Nunca me ha parecido mayor la labor de un simple camarero, mayor que la de
cualquier ministro de economía, mayor que la de un director de entidad
bancaria. La realidad habitual se me reviste de luz y observo con una singular
claridad que me viene de ese amigo que es el cansancio. No es una posición de
yoga, ni de meditación, lo que me ha llevado allí. No. Es un paso detrás de
otro, por bosques solitarios, por sierras abandonadas, por pedregales, por
casas en ruinas, en soledad, en lujuriosa soledad rica y profunda. Todo se me
ilumina con una luz especial. Da igual si eres rico o pobre, poderoso o un
feriante más de la feria de las vanidades, el cansancio te aniquila, te vuelve
al ser íntimo que eres y por unas horas es como si hubieras tomado una de las drogas
más poderosas y estimulantes. Me gustaría saber si producimos sustancias
químicas en nuestro cerebro cuando experimentamos la apoteosis del cansancio.

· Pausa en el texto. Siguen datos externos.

//! Date parsing and pattern formatting.

use super::config::{DateConfig, Locale};
use super::range::{self, DiffUnit, TimeUnit};
use super::relative::relative_time;
use crate::error::UtilError;
use chrono::{
    DateTime, Datelike, FixedOffset, NaiveDate, NaiveDateTime, NaiveTime, TimeZone, Timelike, Utc,
};

const NAIVE_DATE_TIME_FORMATS: [&str; 8] = [
    "%Y-%m-%d %H:%M:%S",
    "%Y-%m-%dT%H:%M:%S",
    "%Y-%m-%d %H:%M:%S%.f",
    "%Y-%m-%dT%H:%M:%S%.f",
    "%Y/%m/%d %H:%M:%S",
    "%Y-%m-%d %H:%M",
    "%Y-%m-%dT%H:%M",
    "%Y/%m/%d %H:%M",
];

const NAIVE_DATE_FORMATS: [&str; 2] = ["%Y-%m-%d", "%Y/%m/%d"];

// Longest tokens first; `[...]` escapes are handled before token matching.
const FORMAT_TOKENS: [&str; 25] = [
    "YYYY", "MMMM", "dddd", "MMM", "ddd", "SSS", "YY", "MM", "DD", "HH", "hh", "mm", "ss", "ZZ",
    "M", "D", "d", "H", "h", "m", "s", "A", "a", "Q", "Z",
];

/// Parses and formats dates for one locale and UTC offset.
///
/// All configuration is injected through [`DateConfig`]; creating a formatter
/// has no global side effects.
///
/// # Examples
///
/// ```
/// use utilkit::date::{DateConfig, DateFormatter, Locale};
///
/// let formatter = DateFormatter::new(DateConfig {
///     locale: Locale::En,
///     utc_offset_minutes: 8 * 60,
///     ..DateConfig::default()
/// });
///
/// let date = formatter.parse("2024-03-05T14:07:09Z").unwrap();
/// assert_eq!(formatter.format(&date, "YYYY-MM-DD HH:mm:ss"), "2024-03-05 22:07:09");
/// assert_eq!(formatter.format(&date, "ddd, MMM D [at] h:mm A"), "Tue, Mar 5 at 10:07 PM");
/// assert!(formatter.parse("not a date").is_err());
/// ```
#[derive(Debug, Clone, Default)]
pub struct DateFormatter {
    config: DateConfig,
}

impl DateFormatter {
    pub fn new(config: DateConfig) -> Self {
        Self { config }
    }

    pub fn config(&self) -> &DateConfig {
        &self.config
    }

    pub fn locale(&self) -> Locale {
        self.config.locale
    }

    pub fn offset(&self) -> FixedOffset {
        self.config.offset()
    }

    /// Current time in the configured offset.
    pub fn now(&self) -> DateTime<FixedOffset> {
        Utc::now().with_timezone(&self.offset())
    }

    /// Parse a date string.
    ///
    /// Accepts RFC 3339, `YYYY-MM-DD[ T]HH:mm[:ss[.SSS]]`, `YYYY/MM/DD HH:mm[:ss]`,
    /// `YYYY-MM-DD`, `YYYY/MM/DD` and integer epoch milliseconds. Inputs
    /// without an offset are read in the configured offset.
    ///
    /// # Errors
    ///
    /// [`UtilError::InvalidDate`] for anything else.
    pub fn parse(&self, input: &str) -> Result<DateTime<FixedOffset>, UtilError> {
        let input = input.trim();
        if input.is_empty() {
            return Err(UtilError::InvalidDate);
        }
        let offset = self.offset();

        if is_epoch_millis(input) {
            let millis: i64 = input.parse().map_err(|_| UtilError::InvalidDate)?;
            return DateTime::<Utc>::from_timestamp_millis(millis)
                .map(|utc| utc.with_timezone(&offset))
                .ok_or(UtilError::InvalidDate);
        }
        if let Ok(date) = DateTime::parse_from_rfc3339(input) {
            return Ok(date);
        }
        for format in NAIVE_DATE_TIME_FORMATS {
            if let Ok(naive) = NaiveDateTime::parse_from_str(input, format) {
                return Ok(at_offset(naive, offset));
            }
        }
        for format in NAIVE_DATE_FORMATS {
            if let Ok(date) = NaiveDate::parse_from_str(input, format) {
                return Ok(at_offset(date.and_time(NaiveTime::MIN), offset));
            }
        }
        Err(UtilError::InvalidDate)
    }

    /// Render `date` in the configured offset using a pattern.
    ///
    /// | token | output |
    /// |---|---|
    /// | `YYYY` / `YY` | year, 4 / 2 digits |
    /// | `MMMM` / `MMM` / `MM` / `M` | month name, short name, 2 digits, number |
    /// | `DD` / `D` | day of month |
    /// | `dddd` / `ddd` / `d` | weekday name, short name, number (Sunday = 0) |
    /// | `HH` / `H`, `hh` / `h` | 24-hour and 12-hour clock |
    /// | `mm` / `m`, `ss` / `s`, `SSS` | minutes, seconds, milliseconds |
    /// | `A` / `a` | meridiem |
    /// | `Q` | quarter |
    /// | `Z` / `ZZ` | offset as `+08:00` / `+0800` |
    ///
    /// Text inside `[...]` is copied verbatim.
    pub fn format<Tz: TimeZone>(&self, date: &DateTime<Tz>, pattern: &str) -> String {
        let local = date.with_timezone(&self.offset());
        let mut out = String::with_capacity(pattern.len() + 8);
        let mut rest = pattern;

        'scan: while let Some(ch) = rest.chars().next() {
            if ch == '[' {
                if let Some(end) = rest.find(']') {
                    out.push_str(&rest[1..end]);
                    rest = &rest[end + 1..];
                    continue;
                }
            }
            for token in FORMAT_TOKENS {
                if let Some(tail) = rest.strip_prefix(token) {
                    self.push_token(&mut out, &local, token);
                    rest = tail;
                    continue 'scan;
                }
            }
            out.push(ch);
            rest = &rest[ch.len_utf8()..];
        }
        out
    }

    /// Format with [`DateConfig::default_format`].
    pub fn format_default<Tz: TimeZone>(&self, date: &DateTime<Tz>) -> String {
        self.format(date, &self.config.default_format)
    }

    /// Parse then format in one step.
    pub fn reformat(&self, input: &str, pattern: &str) -> Result<String, UtilError> {
        let date = self.parse(input)?;
        Ok(self.format(&date, pattern))
    }

    /// Format both ends of a range joined by `separator`.
    ///
    /// ```
    /// use utilkit::date::DateFormatter;
    ///
    /// let f = DateFormatter::default();
    /// let start = f.parse("2024-01-01").unwrap();
    /// let end = f.parse("2024-01-07").unwrap();
    /// assert_eq!(f.format_range(&start, &end, "MM/DD", " ~ "), "01/01 ~ 01/07");
    /// ```
    pub fn format_range<Tz: TimeZone>(
        &self,
        start: &DateTime<Tz>,
        end: &DateTime<Tz>,
        pattern: &str,
        separator: &str,
    ) -> String {
        format!("{}{separator}{}", self.format(start, pattern), self.format(end, pattern))
    }

    /// Relative description of `date` as seen from `now`.
    pub fn from_now<Tz: TimeZone, Tz2: TimeZone>(&self, date: &DateTime<Tz>, now: &DateTime<Tz2>) -> String {
        let diff = date.timestamp_millis() - now.timestamp_millis();
        relative_time(diff, self.config.locale)
    }

    /// Start of the day/week/month/year, honouring `week_starts_on`.
    pub fn start_of(&self, date: &DateTime<FixedOffset>, unit: TimeUnit) -> DateTime<FixedOffset> {
        range::start_of(date, unit, self.config.week_start())
    }

    /// Last millisecond of the day/week/month/year.
    pub fn end_of(&self, date: &DateTime<FixedOffset>, unit: TimeUnit) -> DateTime<FixedOffset> {
        range::end_of(date, unit, self.config.week_start())
    }

    pub fn preset_range(
        &self,
        preset: range::RangePreset,
        now: &DateTime<FixedOffset>,
    ) -> (DateTime<FixedOffset>, DateTime<FixedOffset>) {
        range::preset_range(preset, now, self.config.week_start())
    }

    pub fn diff(&self, a: &DateTime<FixedOffset>, b: &DateTime<FixedOffset>, unit: DiffUnit) -> i64 {
        range::diff(a, b, unit)
    }

    fn push_token(&self, out: &mut String, date: &DateTime<FixedOffset>, token: &str) {
        let locale = self.config.locale;
        let weekday = date.weekday().num_days_from_sunday();
        let (_, hour12) = date.hour12();
        match token {
            "YYYY" => out.push_str(&format!("{:04}", date.year())),
            "YY" => out.push_str(&format!("{:02}", date.year().rem_euclid(100))),
            "MMMM" => out.push_str(locale.month_name(date.month())),
            "MMM" => out.push_str(&locale.month_short(date.month())),
            "MM" => out.push_str(&format!("{:02}", date.month())),
            "M" => out.push_str(&date.month().to_string()),
            "DD" => out.push_str(&format!("{:02}", date.day())),
            "D" => out.push_str(&date.day().to_string()),
            "dddd" => out.push_str(locale.weekday_name(weekday)),
            "ddd" => out.push_str(locale.weekday_short(weekday)),
            "d" => out.push_str(&weekday.to_string()),
            "HH" => out.push_str(&format!("{:02}", date.hour())),
            "H" => out.push_str(&date.hour().to_string()),
            "hh" => out.push_str(&format!("{hour12:02}")),
            "h" => out.push_str(&hour12.to_string()),
            "mm" => out.push_str(&format!("{:02}", date.minute())),
            "m" => out.push_str(&date.minute().to_string()),
            "ss" => out.push_str(&format!("{:02}", date.second())),
            "s" => out.push_str(&date.second().to_string()),
            "SSS" => out.push_str(&format!("{:03}", date.timestamp_subsec_millis().min(999))),
            "A" => out.push_str(locale.meridiem(date.hour(), true)),
            "a" => out.push_str(locale.meridiem(date.hour(), false)),
            "Q" => out.push_str(&((date.month() - 1) / 3 + 1).to_string()),
            "Z" => out.push_str(&format_offset(date.offset(), ":")),
            "ZZ" => out.push_str(&format_offset(date.offset(), "")),
            other => out.push_str(other),
        }
    }
}

/// Attach `offset` to a wall-clock time.
pub(crate) fn at_offset(naive: NaiveDateTime, offset: FixedOffset) -> DateTime<FixedOffset> {
    let utc = naive - chrono::TimeDelta::seconds(i64::from(offset.local_minus_utc()));
    DateTime::from_naive_utc_and_offset(utc, offset)
}

fn is_epoch_millis(input: &str) -> bool {
    let digits = input.strip_prefix('-').unwrap_or(input);
    // Eight digits or fewer would be ambiguous with compact dates such as 20240101.
    digits.len() > 8 && digits.bytes().all(|b| b.is_ascii_digit())
}

fn format_offset(offset: &FixedOffset, separator: &str) -> String {
    let secs = offset.local_minus_utc();
    let sign = if secs < 0 { '-' } else { '+' };
    let secs = secs.unsigned_abs();
    format!("{sign}{:02}{separator}{:02}", secs / 3600, secs % 3600 / 60)
}

/// Parse with the default (UTC, English) formatter.
///
/// ```
/// use utilkit::date::parse_date;
///
/// assert!(parse_date("2024-02-30").is_err());
/// assert_eq!(parse_date("garbage").unwrap_err().to_string(), "Invalid date");
/// ```
pub fn parse_date(input: &str) -> Result<DateTime<FixedOffset>, UtilError> {
    DateFormatter::default().parse(input)
}

/// Format with the default (UTC, English) formatter.
pub fn format_date<Tz: TimeZone>(date: &DateTime<Tz>, pattern: &str) -> String {
    DateFormatter::default().format(date, pattern)
}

Es como un tiempo sagrado, excepcional, único. De hecho, camino por esa
profunda sensación que lleva al ser a la contemplación de paisajes, de
intimidades, a experimentar qué es la sed, el hambre, la soledad... Hago
fotografías de flores, de cielos, de casas solitarias, y doy un paso tras otro
atravesando uno de los parajes más desolados de la geografía española. ¡Qué
felicidad más paradójica en que el sujeto fantasea con la realidad creyéndola
mágica!
Y mi compañero GPS, lleno de sudor, de tierra y de aceite de
mis bocadillos, se me aparece como el más fiel y maravilloso instrumento de la
tecnología.
¡Qué maravilla es la sensación de agotamiento, de profundo
cansancio, que me proyecta en mis delirios oníricos con claridades imprevistas!